THE INPUT START

//! Messaging channels for chatmux.
//!
//! Each channel connects one bot account to a platform and relays decoded
//! events in and plain text out. Channels are trait-based; the dispatch
//! policy never sees platform payloads.
//!
//! Available channels:
//! - **Telegram** — Bot API over HTTPS long polling
//! - **Console** — stdin/stdout, one persona at a time
//! - **Loopback** — in-process, for tests
//!
//! [`Outbox`] sits on top of any channel and handles long replies.

pub mod console;
pub mod delivery;
pub mod loopback;
pub mod telegram;

pub use console::ConsoleChannel;
pub use delivery::{Outbox, number_parts, split_message};
pub use loopback::{LoopbackChannel, SentMessage};
pub use telegram::{TelegramChannel, TelegramConfig};
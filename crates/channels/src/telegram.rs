//! Telegram channel adapter.
//!
//! Talks to the Bot API over HTTPS with long polling (`getUpdates`). Raw
//! updates are decoded into [`InboundEvent`]s right here; nothing past this
//! module sees Telegram JSON.

use std::sync::Arc;
use std::time::Duration;

use async_trait::async_trait;
use chatmux_core::channel::{BotIdentity, Channel};
use chatmux_core::error::ChannelError;
use chatmux_core::event::{ChatKind, ChatRef, InboundEvent, MessageRef, UserRef};
use chrono::{DateTime, TimeZone, Utc};
use serde::Deserialize;
use serde::de::DeserializeOwned;
use tokio::sync::{Mutex, mpsc};
use tokio::task::JoinHandle;
use tracing::{debug, info, warn};

const DEFAULT_API_BASE: &str = "https://api.telegram.org";

/// Telegram channel configuration.
#[derive(Clone)]
pub struct TelegramConfig {
    /// Bot token from @BotFather.
    pub bot_token: String,
    /// Bot API base URL (overridable for a local Bot API server).
    pub api_base: String,
    /// Seconds the server may hold a `getUpdates` call open.
    pub poll_timeout_secs: u64,
    /// Pause after a failed poll before trying again.
    pub poll_retry_delay: Duration,
}

impl TelegramConfig {
    pub fn new(bot_token: impl Into<String>) -> Self {
        Self {
            bot_token: bot_token.into(),
            api_base: DEFAULT_API_BASE.into(),
            poll_timeout_secs: 30,
            poll_retry_delay: Duration::from_secs(5),
        }
    }
}

impl std::fmt::Debug for TelegramConfig {
    fn fmt(&self, f: &mut std::fmt::Formatter<'_>) -> std::fmt::Result {
        f.debug_struct("TelegramConfig")
            .field("bot_token", &"[REDACTED]")
            .field("api_base", &self.api_base)
            .field("poll_timeout_secs", &self.poll_timeout_secs)
            .finish()
    }
}

/// Telegram channel adapter.
pub struct TelegramChannel {
    api: Arc<BotApi>,
    config: TelegramConfig,
    poller: Mutex<Option<JoinHandle<()>>>,
}

impl TelegramChannel {
    pub fn new(config: TelegramConfig) -> Result<Self, ChannelError> {
        // Long polls hold the connection open; leave headroom over the poll timeout.
        let client = reqwest::Client::builder()
            .timeout(Duration::from_secs(config.poll_timeout_secs + 15))
            .build()
            .map_err(|e| {
                ChannelError::NotConfigured(format!("Failed to create HTTP client: {e}"))
            })?;

        let api = BotApi {
            client,
            base: format!(
                "{}/bot{}",
                config.api_base.trim_end_matches('/'),
                config.bot_token
            ),
        };

        Ok(Self {
            api: Arc::new(api),
            config,
            poller: Mutex::new(None),
        })
    }
}

#[async_trait]
impl Channel for TelegramChannel {
    fn name(&self) -> &str {
        "telegram"
    }

    async fn connect(&self) -> Result<BotIdentity, ChannelError> {
        let me: TgUser = self.api.call("getMe", &serde_json::json!({})).await.map_err(|e| {
            ChannelError::AuthenticationFailed {
                channel: "telegram".into(),
                reason: e.to_string(),
            }
        })?;

        let username = me.username.unwrap_or_default();
        info!(id = me.id, username = %username, "Telegram bot authenticated");
        Ok(BotIdentity {
            id: me.id,
            username,
        })
    }

    async fn start(
        &self,
    ) -> Result<mpsc::Receiver<Result<InboundEvent, ChannelError>>, ChannelError> {
        let (tx, rx) = mpsc::channel(64);
        let api = Arc::clone(&self.api);
        let poll_timeout = self.config.poll_timeout_secs;
        let retry_delay = self.config.poll_retry_delay;

        let handle = tokio::spawn(async move {
            let mut offset: Option<i64> = None;
            info!("Telegram long polling started");

            loop {
                let mut params = serde_json::json!({
                    "timeout": poll_timeout,
                    "allowed_updates": ["message"],
                });
                if let Some(offset) = offset {
                    params["offset"] = serde_json::json!(offset);
                }

                let updates: Vec<serde_json::Value> = match api.call("getUpdates", &params).await {
                    Ok(updates) => updates,
                    Err(e) => {
                        warn!(error = %e, "getUpdates failed");
                        if tx.send(Err(e)).await.is_err() {
                            break;
                        }
                        tokio::time::sleep(retry_delay).await;
                        continue;
                    }
                };

                for raw in updates {
                    if let Some(id) = raw.get("update_id").and_then(serde_json::Value::as_i64) {
                        offset = Some(id + 1);
                    }
                    // One undecodable update must not stall the offset.
                    let update: TgUpdate = match serde_json::from_value(raw) {
                        Ok(update) => update,
                        Err(e) => {
                            warn!(error = %e, "Skipping undecodable update");
                            continue;
                        }
                    };
                    let Some(event) = update.into_event() else {
                        continue;
                    };
                    debug!(
                        chat_id = event.chat.id,
                        message_id = event.message_id,
                        "Update received"
                    );
                    if tx.send(Ok(event)).await.is_err() {
                        return;
                    }
                }
            }
        });

        *self.poller.lock().await = Some(handle);
        Ok(rx)
    }

    async fn send(
        &self,
        chat_id: i64,
        text: &str,
        reply_to: Option<i64>,
    ) -> Result<(), ChannelError> {
        let mut params = serde_json::json!({
            "chat_id": chat_id,
            "text": text,
        });
        if let Some(reply_to) = reply_to {
            params["reply_parameters"] = serde_json::json!({ "message_id": reply_to });
        }

        let _sent: serde_json::Value = self.api.call("sendMessage", &params).await?;
        debug!(chat_id, reply_to = ?reply_to, len = text.len(), "Telegram message sent");
        Ok(())
    }

    async fn send_typing(&self, chat_id: i64) -> Result<(), ChannelError> {
        let params = serde_json::json!({ "chat_id": chat_id, "action": "typing" });
        let _ok: bool = self.api.call("sendChatAction", &params).await?;
        Ok(())
    }

    async fn stop(&self) -> Result<(), ChannelError> {
        info!("Telegram channel stopping");
        if let Some(handle) = self.poller.lock().await.take() {
            handle.abort();
        }
        Ok(())
    }
}

// ── Bot API transport ─────────────────────────────────────────────────────

struct BotApi {
    client: reqwest::Client,
    /// `{api_base}/bot{token}`
    base: String,
}

impl BotApi {
    async fn call<T: DeserializeOwned>(
        &self,
        method: &str,
        params: &serde_json::Value,
    ) -> Result<T, ChannelError> {
        let url = format!("{}/{method}", self.base);
        let response = self
            .client
            .post(&url)
            .json(params)
            .send()
            .await
            .map_err(|e| ChannelError::ConnectionLost(format!("{method}: {}", e.without_url())))?;

        let body: TgResponse<T> = response.json().await.map_err(|e| {
            ChannelError::InvalidPayload(format!("{method}: {}", e.without_url()))
        })?;

        body.into_result(method)
    }
}

#[derive(Deserialize)]
struct TgResponse<T> {
    ok: bool,
    #[serde(default = "Option::default")]
    result: Option<T>,
    #[serde(default)]
    description: Option<String>,
}

impl<T> TgResponse<T> {
    fn into_result(self, method: &str) -> Result<T, ChannelError> {
        match (self.ok, self.result) {
            (true, Some(result)) => Ok(result),
            _ => Err(ChannelError::DeliveryFailed {
                channel: "telegram".into(),
                reason: format!(
                    "{method}: {}",
                    self.description.as_deref().unwrap_or("request rejected")
                ),
            }),
        }
    }
}

// ── Update decoding ───────────────────────────────────────────────────────

#[derive(Debug, Deserialize)]
struct TgUpdate {
    #[serde(default)]
    message: Option<TgMessage>,
}

#[derive(Debug, Deserialize)]
struct TgMessage {
    message_id: i64,
    date: i64,
    chat: TgChat,
    #[serde(default)]
    from: Option<TgUser>,
    #[serde(default)]
    sender_chat: Option<TgChat>,
    #[serde(default)]
    text: Option<String>,
    #[serde(default)]
    caption: Option<String>,
    #[serde(default)]
    reply_to_message: Option<Box<TgMessage>>,
    #[serde(default)]
    forward_origin: Option<TgForwardOrigin>,
}

#[derive(Debug, Deserialize)]
struct TgChat {
    id: i64,
    #[serde(rename = "type")]
    kind: String,
    #[serde(default)]
    title: Option<String>,
    #[serde(default)]
    username: Option<String>,
}

#[derive(Debug, Deserialize)]
struct TgUser {
    id: i64,
    #[serde(default)]
    is_bot: bool,
    #[serde(default)]
    first_name: String,
    #[serde(default)]
    username: Option<String>,
}

#[derive(Debug, Deserialize)]
#[serde(tag = "type", rename_all = "snake_case")]
enum TgForwardOrigin {
    Channel { chat: TgChat },
    Chat { sender_chat: TgChat },
    User { sender_user: TgUser },
    #[serde(other)]
    Other,
}

impl TgUpdate {
    /// Messages in groups and private chats only; posts inside a channel
    /// itself have no discussion thread to reply in.
    fn into_event(self) -> Option<InboundEvent> {
        self.message.map(TgMessage::into_event)
    }
}

impl TgChat {
    fn into_ref(self) -> ChatRef {
        let kind = match self.kind.as_str() {
            "private" => ChatKind::Private,
            "group" => ChatKind::Group,
            "channel" => ChatKind::Channel,
            _ => ChatKind::Supergroup,
        };
        ChatRef {
            id: self.id,
            kind,
            title: self.title,
            username: self.username,
        }
    }
}

impl TgUser {
    fn into_ref(self) -> UserRef {
        UserRef {
            id: self.id,
            is_bot: self.is_bot,
            username: self.username,
            first_name: self.first_name,
        }
    }
}

impl TgForwardOrigin {
    fn into_chat(self) -> Option<ChatRef> {
        match self {
            Self::Channel { chat } => Some(chat.into_ref()),
            Self::Chat { sender_chat } => Some(sender_chat.into_ref()),
            Self::User { sender_user } => Some(ChatRef {
                id: sender_user.id,
                kind: ChatKind::Private,
                title: None,
                username: sender_user.username,
            }),
            Self::Other => None,
        }
    }
}

impl TgMessage {
    fn body(&mut self) -> Option<String> {
        self.text.take().or_else(|| self.caption.take())
    }

    fn into_event(mut self) -> InboundEvent {
        let text = self.body().unwrap_or_default();
        let reply_to = self.reply_to_message.take().map(|m| m.into_ref());
        InboundEvent {
            message_id: self.message_id,
            chat: self.chat.into_ref(),
            sender: self.from.map(TgUser::into_ref),
            text,
            reply_to,
            forward_origin: self.forward_origin.and_then(TgForwardOrigin::into_chat),
            sender_chat: self.sender_chat.map(TgChat::into_ref),
            timestamp: unix_to_utc(self.date),
        }
    }

    fn into_ref(mut self) -> MessageRef {
        let text = self.body();
        MessageRef {
            message_id: self.message_id,
            sender: self.from.map(TgUser::into_ref),
            sender_chat: self.sender_chat.map(TgChat::into_ref),
            forward_origin: self.forward_origin.and_then(TgForwardOrigin::into_chat),
            text,
        }
    }
}

fn unix_to_utc(secs: i64) -> DateTime<Utc> {
    Utc.timestamp_opt(secs, 0).single().unwrap_or_else(Utc::now)
}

THE INPUT END

§ YOUR ASSIGNMENT
Look through the listing above and copy each line with the word "Mutex" in it.

§ OUTPUT OF THE EXERCISE
use tokio::sync::{Mutex, mpsc};
    poller: Mutex<Option<JoinHandle<()>>>,
            poller: Mutex::new(None),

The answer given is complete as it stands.